1. By applying the requirement laid down in Article 37(3) of the Regulation to ensure to the extent possible "an appropriate geographical and gender balance and representation of stakeholders across the Union" only as regards the composition of the SMSG as a whole, and not also within each category of membership, the ESMA committed an instance of maladministration.

2. By appointing only one representative of SMEs to the SMSG the ESMA did not comply with the requirement of Article 37(2) of the Regulation to ensure, to the extent possible, a balanced representation of stakeholders across the Union, and thus committed an instance of maladministration.

3.By failing properly to explain its choice as regards the representative of employees, the ESMA did not comply with Article 37(2) of the Regulation, and thus committed an instance of maladministration.

No maladministration has been found as regards the other aspects of the complainant's allegations and claims.

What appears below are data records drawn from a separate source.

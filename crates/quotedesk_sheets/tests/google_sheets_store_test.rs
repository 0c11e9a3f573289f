//! Tests for the Google Sheets row store against a local mock API.

use axum::{
    Json, Router,
    extract::State,
    http::{HeaderMap, Method, StatusCode, Uri},
};
use quotedesk_error::{QuotedeskErrorKind, SheetErrorKind};
use quotedesk_interface::RowStore;
use quotedesk_sheets::{GoogleSheetsStore, SheetConfig, column_letter};
use serde_json::{Value, json};
use std::sync::Arc;
use tokio::sync::Mutex;

#[derive(Debug, Clone)]
struct Recorded {
    method: Method,
    path: String,
    query: Option<String>,
    auth: Option<String>,
    body: Option<Value>,
}

#[derive(Clone, Default)]
struct MockSheets {
    seen: Arc<Mutex<Vec<Recorded>>>,
}

async fn sheets_api(
    State(state): State<MockSheets>,
    method: Method,
    uri: Uri,
    headers: HeaderMap,
    body: String,
) -> (StatusCode, Json<Value>) {
    let path = uri.path().to_string();
    state.seen.lock().await.push(Recorded {
        method: method.clone(),
        path: path.clone(),
        query: uri.query().map(str::to_string),
        auth: headers
            .get("authorization")
            .and_then(|v| v.to_str().ok())
            .map(str::to_string),
        body: serde_json::from_str(&body).ok(),
    });

    let reply = if method == Method::GET && path == "/v4/spreadsheets/sheet123" {
        json!({
            "sheets": [
                { "properties": { "sheetId": 42, "title": "Quotes" } },
                { "properties": { "sheetId": 7, "title": "Archive" } }
            ]
        })
    } else if method == Method::GET && path.contains("/values/") {
        json!({
            "range": "Quotes!A1:C3",
            "majorDimension": "ROWS",
            "values": [
                ["Name", "Status", "Notes"],
                ["Ana", "Pending"],
                ["Ben", "Sold", "NGI: 422"]
            ]
        })
    } else {
        json!({})
    };

    (StatusCode::OK, Json(reply))
}

async fn spawn_mock() -> anyhow::Result<(String, MockSheets)> {
    let state = MockSheets::default();
    let app = Router::new().fallback(sheets_api).with_state(state.clone());

    let listener = tokio::net::TcpListener::bind("127.0.0.1:0").await?;
    let addr = listener.local_addr()?;
    tokio::spawn(async move {
        let _ = axum::serve(listener, app).await;
    });

    Ok((format!("http://{}/v4/spreadsheets", addr), state))
}

#[test]
fn test_column_letters() {
    assert_eq!(column_letter(1), "A");
    assert_eq!(column_letter(9), "I");
    assert_eq!(column_letter(26), "Z");
    assert_eq!(column_letter(27), "AA");
    assert_eq!(column_letter(53), "BA");
}

#[test]
fn test_from_config_requires_credentials() {
    let err = GoogleSheetsStore::from_config(&SheetConfig::default()).unwrap_err();
    assert!(matches!(err.kind(), QuotedeskErrorKind::Config(_)));
}

#[tokio::test]
async fn test_read_all_resolves_first_worksheet() -> anyhow::Result<()> {
    let (base, mock) = spawn_mock().await?;
    let store = GoogleSheetsStore::new(base, "sheet123", "token-abc", None);

    let table = store.read_all().await?;
    assert_eq!(table.header().columns(), &["Name", "Status", "Notes"]);
    assert_eq!(table.len(), 2);

    // Metadata is fetched once and cached.
    store.read_all().await?;
    let seen = mock.seen.lock().await;
    let metadata_calls = seen
        .iter()
        .filter(|r| r.path == "/v4/spreadsheets/sheet123")
        .count();
    assert_eq!(metadata_calls, 1);
    assert_eq!(seen[1].path, "/v4/spreadsheets/sheet123/values/'Quotes'");
    assert!(seen.iter().all(|r| r.auth.as_deref() == Some("Bearer token-abc")));
    Ok(())
}

#[tokio::test]
async fn test_append_posts_row() -> anyhow::Result<()> {
    let (base, mock) = spawn_mock().await?;
    let store = GoogleSheetsStore::new(base, "sheet123", "token-abc", None);

    store
        .append(&["Cleo".to_string(), "Pending".to_string()])
        .await?;

    let seen = mock.seen.lock().await;
    let append = seen.last().expect("append request");
    assert_eq!(append.method, Method::POST);
    assert_eq!(
        append.path,
        "/v4/spreadsheets/sheet123/values/'Quotes'!A1:append"
    );
    let query = append.query.clone().unwrap_or_default();
    assert!(query.contains("valueInputOption=USER_ENTERED"));
    assert!(query.contains("insertDataOption=INSERT_ROWS"));
    assert_eq!(
        append.body,
        Some(json!({ "majorDimension": "ROWS", "values": [["Cleo", "Pending"]] }))
    );
    Ok(())
}

#[tokio::test]
async fn test_update_cell_targets_a1_range() -> anyhow::Result<()> {
    let (base, mock) = spawn_mock().await?;
    let store = GoogleSheetsStore::new(base, "sheet123", "token-abc", None);

    store.update_cell(3, 3, "NGI: 300").await?;

    let seen = mock.seen.lock().await;
    let update = seen.last().expect("update request");
    assert_eq!(update.method, Method::PUT);
    assert_eq!(update.path, "/v4/spreadsheets/sheet123/values/'Quotes'!C3");
    let body = update.body.clone().expect("json body");
    assert_eq!(body["values"], json!([["NGI: 300"]]));
    Ok(())
}

#[tokio::test]
async fn test_delete_row_uses_sheet_id_and_zero_based_range() -> anyhow::Result<()> {
    let (base, mock) = spawn_mock().await?;
    let store =
        GoogleSheetsStore::new(base, "sheet123", "token-abc", Some("Archive".to_string()));

    store.delete_row(3).await?;

    let seen = mock.seen.lock().await;
    let delete = seen.last().expect("batch update request");
    assert_eq!(delete.method, Method::POST);
    assert_eq!(delete.path, "/v4/spreadsheets/sheet123:batchUpdate");
    let range = &delete.body.as_ref().expect("json body")["requests"][0]["deleteDimension"]["range"];
    assert_eq!(range["sheetId"], 7);
    assert_eq!(range["dimension"], "ROWS");
    assert_eq!(range["startIndex"], 2);
    assert_eq!(range["endIndex"], 3);
    Ok(())
}

#[tokio::test]
async fn test_unknown_worksheet_is_reported() -> anyhow::Result<()> {
    let (base, _) = spawn_mock().await?;
    let store = GoogleSheetsStore::new(base, "sheet123", "token-abc", Some("Leads".to_string()));

    let err = store.read_all().await.unwrap_err();
    match err.kind() {
        QuotedeskErrorKind::Sheet(e) => {
            assert_eq!(e.kind, SheetErrorKind::WorksheetNotFound("Leads".into()))
        }
        other => panic!("unexpected error: {:?}", other),
    }
    Ok(())
}

#[tokio::test]
async fn test_header_row_is_never_deleted() {
    let store = GoogleSheetsStore::new("http://127.0.0.1:9", "sheet123", "token", None);
    assert!(store.delete_row(1).await.is_err());
}
//! Tests for the table snapshot model.

use quotedesk_core::{Header, Row, Table, cells_match};
use quotedesk_error::SheetErrorKind;

fn quotes_table() -> Table {
    Table::from_values(vec![
        vec!["Date".into(), "Status".into(), "Name".into(), "Notes".into()],
        vec!["2024-05-01".into(), "Pending".into(), "john doe".into()],
        vec!["2024-05-02".into(), "Sold".into(), "Mike".into(), "NGI: 422".into()],
        vec!["2024-05-03".into(), "Pending".into(), "Mike".into()],
    ])
    .expect("valid table")
}

#[test]
fn test_header_rejects_duplicates() {
    let err = Header::new(vec!["Name".into(), "Status".into(), "Name".into()]).unwrap_err();
    assert_eq!(err.kind, SheetErrorKind::DuplicateColumn("Name".into()));
}

#[test]
fn test_header_drops_trailing_blanks() {
    let header = Header::new(vec!["Name".into(), "".into(), " ".into()]).unwrap();
    assert_eq!(header.len(), 1);
    assert_eq!(header.column_index("Name"), Some(1));
}

#[test]
fn test_short_row_reads_empty() {
    let row = Row::new(vec!["a".into()]);
    assert_eq!(row.cell(0), "a");
    assert_eq!(row.cell(5), "");
}

#[test]
fn test_set_cell_pads_row() {
    let mut row = Row::new(vec!["a".into()]);
    row.set_cell(3, "d");
    assert_eq!(row.cells(), &["a", "", "", "d"]);
}

#[test]
fn test_matching_is_trimmed_and_case_insensitive() {
    assert!(cells_match("john doe", "  John Doe "));
    assert!(!cells_match("john doe", "john"));
}

#[test]
fn test_find_first_returns_earliest_duplicate() {
    let table = quotes_table();
    let name = table.header().position("Name").unwrap();
    assert_eq!(table.find_first(name, "mike"), Some(1));
    assert_eq!(Table::store_row_index(1), 3);
    assert_eq!(table.find_first(name, "nobody"), None);
}

#[test]
fn test_records_fill_missing_cells() {
    let table = quotes_table();
    let records = table.records();
    assert_eq!(records.len(), 3);
    assert_eq!(records[0]["Name"], "john doe");
    assert_eq!(records[0]["Notes"], "");
    assert_eq!(records[1]["Notes"], "NGI: 422");
}

#[test]
fn test_require_columns_lists_missing() {
    let table = quotes_table();
    assert!(table.require_columns(&["Name", "Status"]).is_ok());

    let err = table.require_columns(&["Name", "Carrier", "Sold"]).unwrap_err();
    assert_eq!(
        err.kind,
        SheetErrorKind::HeaderMismatch {
            missing: vec!["Carrier".into(), "Sold".into()]
        }
    );
}

#[test]
fn test_empty_values_make_empty_table() {
    let table = Table::from_values(Vec::new()).unwrap();
    assert!(table.header().is_empty());
    assert!(table.is_empty());
}

#[test]
fn test_blank_name_never_matches_blank_column() {
    let header = Header::new(vec!["Name".into(), "".into(), "Notes".into()]).unwrap();
    assert_eq!(header.len(), 3);
    assert_eq!(header.position(""), None);
    assert_eq!(header.column_index(""), None);
    assert_eq!(header.position("Notes"), Some(2));
}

The complainant and the ESMA will be informed of this decision.

Further remarks

1. The ESMA could publish future calls for expression of interest in becoming a member of the SMSG, not only on its own website, but also in the specialised financial press, and use, in general, any other communication channel that could increase the awareness and interest of women candidates.

2. Given the potentially wide definition of the "users" category, as far as the securities market segment is concerned, it would be advisable if the ESMA could ensure, to the extent possible, that the "users" category is not given an undue numerical preference to the detriment of the seats to be allocated to the remaining 4 categories of the SMSG.

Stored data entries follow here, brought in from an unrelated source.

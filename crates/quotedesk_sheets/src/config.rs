//! Spreadsheet connection settings.

use derive_getters::Getters;
use quotedesk_error::{ConfigError, QuotedeskResult};
use serde::{Deserialize, Deserializer, Serialize};

/// Default Sheets v4 endpoint.
pub const DEFAULT_SHEETS_API_BASE: &str = "https://sheets.googleapis.com/v4/spreadsheets";

/// Columns the quotes sheet is expected to carry.
pub const DEFAULT_EXPECTED_COLUMNS: [&str; 9] = [
    "Date",
    "Status",
    "Name",
    "Phone Number",
    "Quoted",
    "Sold",
    "Carrier",
    "Ready to call",
    "Notes",
];

/// Settings for the spreadsheet row store.
#[derive(Debug, Clone, PartialEq, Eq, Serialize, Deserialize, Getters, derive_builder::Builder)]
#[builder(setter(into))]
pub struct SheetConfig {
    /// Display name used in the console banner and in prompts
    #[serde(default = "default_title")]
    #[builder(default = "default_title()")]
    title: String,
    /// Spreadsheet id (the long token in the sheet URL)
    #[serde(default)]
    #[builder(default)]
    spreadsheet_id: Option<String>,
    /// Worksheet title; the first worksheet when unset
    #[serde(default)]
    #[builder(default)]
    worksheet: Option<String>,
    /// OAuth bearer token with the spreadsheets scope
    #[serde(default)]
    #[builder(default)]
    access_token: Option<String>,
    /// Columns every read must find in the header row
    #[serde(
        default = "default_expected_columns",
        deserialize_with = "trimmed_columns"
    )]
    #[builder(default = "default_expected_columns()")]
    expected_columns: Vec<String>,
    /// Sheets API base URL
    #[serde(default = "default_api_base")]
    #[builder(default = "default_api_base()")]
    api_base: String,
}

impl SheetConfig {
    /// Returns a builder for constructing a SheetConfig.
    pub fn builder() -> SheetConfigBuilder {
        SheetConfigBuilder::default()
    }

    /// The spreadsheet id, or a configuration error.
    ///
    /// # Errors
    ///
    /// Fails when the id is missing or blank.
    pub fn require_spreadsheet_id(&self) -> QuotedeskResult<&str> {
        non_blank(self.spreadsheet_id.as_deref()).ok_or_else(|| {
            ConfigError::new(
                "sheet.spreadsheet_id is not set (export GOOGLE_SHEETS_SPREADSHEET_ID)",
            )
            .into()
        })
    }

    /// The access token, or a configuration error.
    ///
    /// # Errors
    ///
    /// Fails when the token is missing or blank.
    pub fn require_access_token(&self) -> QuotedeskResult<&str> {
        non_blank(self.access_token.as_deref()).ok_or_else(|| {
            ConfigError::new("sheet.access_token is not set (export GOOGLE_SHEETS_ACCESS_TOKEN)")
                .into()
        })
    }
}

impl Default for SheetConfig {
    fn default() -> Self {
        Self {
            title: default_title(),
            spreadsheet_id: None,
            worksheet: None,
            access_token: None,
            expected_columns: default_expected_columns(),
            api_base: default_api_base(),
        }
    }
}

fn non_blank(value: Option<&str>) -> Option<&str> {
    value.filter(|v| !v.trim().is_empty())
}

fn default_title() -> String {
    "Quotes".to_string()
}

fn default_expected_columns() -> Vec<String> {
    DEFAULT_EXPECTED_COLUMNS
        .iter()
        .map(|column| column.to_string())
        .collect()
}

/// Column lists from the environment arrive as `"Date, Status"`.
fn trimmed_columns<'de, D>(deserializer: D) -> Result<Vec<String>, D::Error>
where
    D: Deserializer<'de>,
{
    let columns = Vec::<String>::deserialize(deserializer)?;
    Ok(columns
        .into_iter()
        .map(|column| column.trim().to_string())
        .filter(|column| !column.is_empty())
        .collect())
}

fn default_api_base() -> String {
    DEFAULT_SHEETS_API_BASE.to_string()
}
//! Element Entity
//!
//! A to-do entry. Elements carry no identity of their own: they are
//! addressed by their position in the list.

use serde::{Deserialize, Serialize};

/// Position of an element in the list (0-based)
pub type Index = usize;

/// Completion state
#[derive(Debug, Clone, Copy, PartialEq, Eq, Serialize, Deserialize, Default)]
pub enum Status {
    #[default]
    Todo,
    Done,
}

impl Status {
    /// Storage representation
    pub fn as_str(&self) -> &'static str {
        match self {
            Status::Todo => "todo",
            Status::Done => "done",
        }
    }

    pub fn parse(s: &str) -> Option<Self> {
        match s {
            "todo" => Some(Status::Todo),
            "done" => Some(Status::Done),
            _ => None,
        }
    }
}

/// A to-do list element
#[derive(Debug, Clone, PartialEq, Eq, Serialize, Deserialize)]
pub struct Element {
    pub title: String,
    pub status: Status,
}

impl Element {
    pub fn new(title: impl Into<String>, status: Status) -> Self {
        Self {
            title: title.into(),
            status,
        }
    }
}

3. It would facilitate and further improve the selection process if the ESMA were to require future applicants to indicate only one of the six categories for which they would like to be considered.

4. In order to maintain the required level of transparency in the setting up and functioning of the SMSG, it would be advisable if the ESMA could in the future avoid compiling an Alternate Members List.

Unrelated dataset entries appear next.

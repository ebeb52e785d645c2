//! Commands Layer
//!
//! Tauri command handlers that bridge frontend to the list store.

mod list_cmd;

pub use list_cmd::*;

During the inquiry, and especially on the occasion of the inspection of documents (see paragraph 15 above), there were informal and constructive discussions between the ESMA and the Ombudsman's services. During these discussions, the ESMA expressed its willingness to revise its approach for the second selection round. As already noted, the ESMA announced the new composition of the SMSG on 12 December 2013. Although the present decision only concerns the first selection process that took place in 2011, the Ombudsman invites the ESMA, in its follow-up to the critical and further remarks set out above to explain how it revised its approach during the second selection process to take account of any lessons learned during the Ombudsman’s inquiry.

 

Emily O'Reilly

Done in Strasbourg on 19 December 2013


[1] OJ L 2010 L 331, p 84

[2] http://www.esma.europa.eu/news/Press-release-ESMA-appoints-new-Securities-Markets-Stakeholders-Group-members?t=326&o=home

[3] http://www.uniglobalunion.org/Apps/uni.nsf/pages/about_euEn

[4]http://www.esma.europa.eu/system/files/10_1466.pdf

[5] http://www.esma.europa.eu/system/files/2011_BS_123.pdf

[6] Decision of 7 November 2013, http://www.ombudsman.europa.eu/en/cases/decision.faces/en/52432/html.bookmark

[7] Regulation (EU) No 1093/2010, of the European Parliament and of the Council of 24 November 2010, establishing a European Supervisory Authority (EBA), OJ 2010 L 331, p. 12.

[8] Text and references inserted in [...] have been redacted or anonymised.

[9] According to Article 72(2) of the Regulation, "[t]he Management Board shall, by 31 May 2011, adopt practical measures for applying Regulation (EC) No 1049/2001".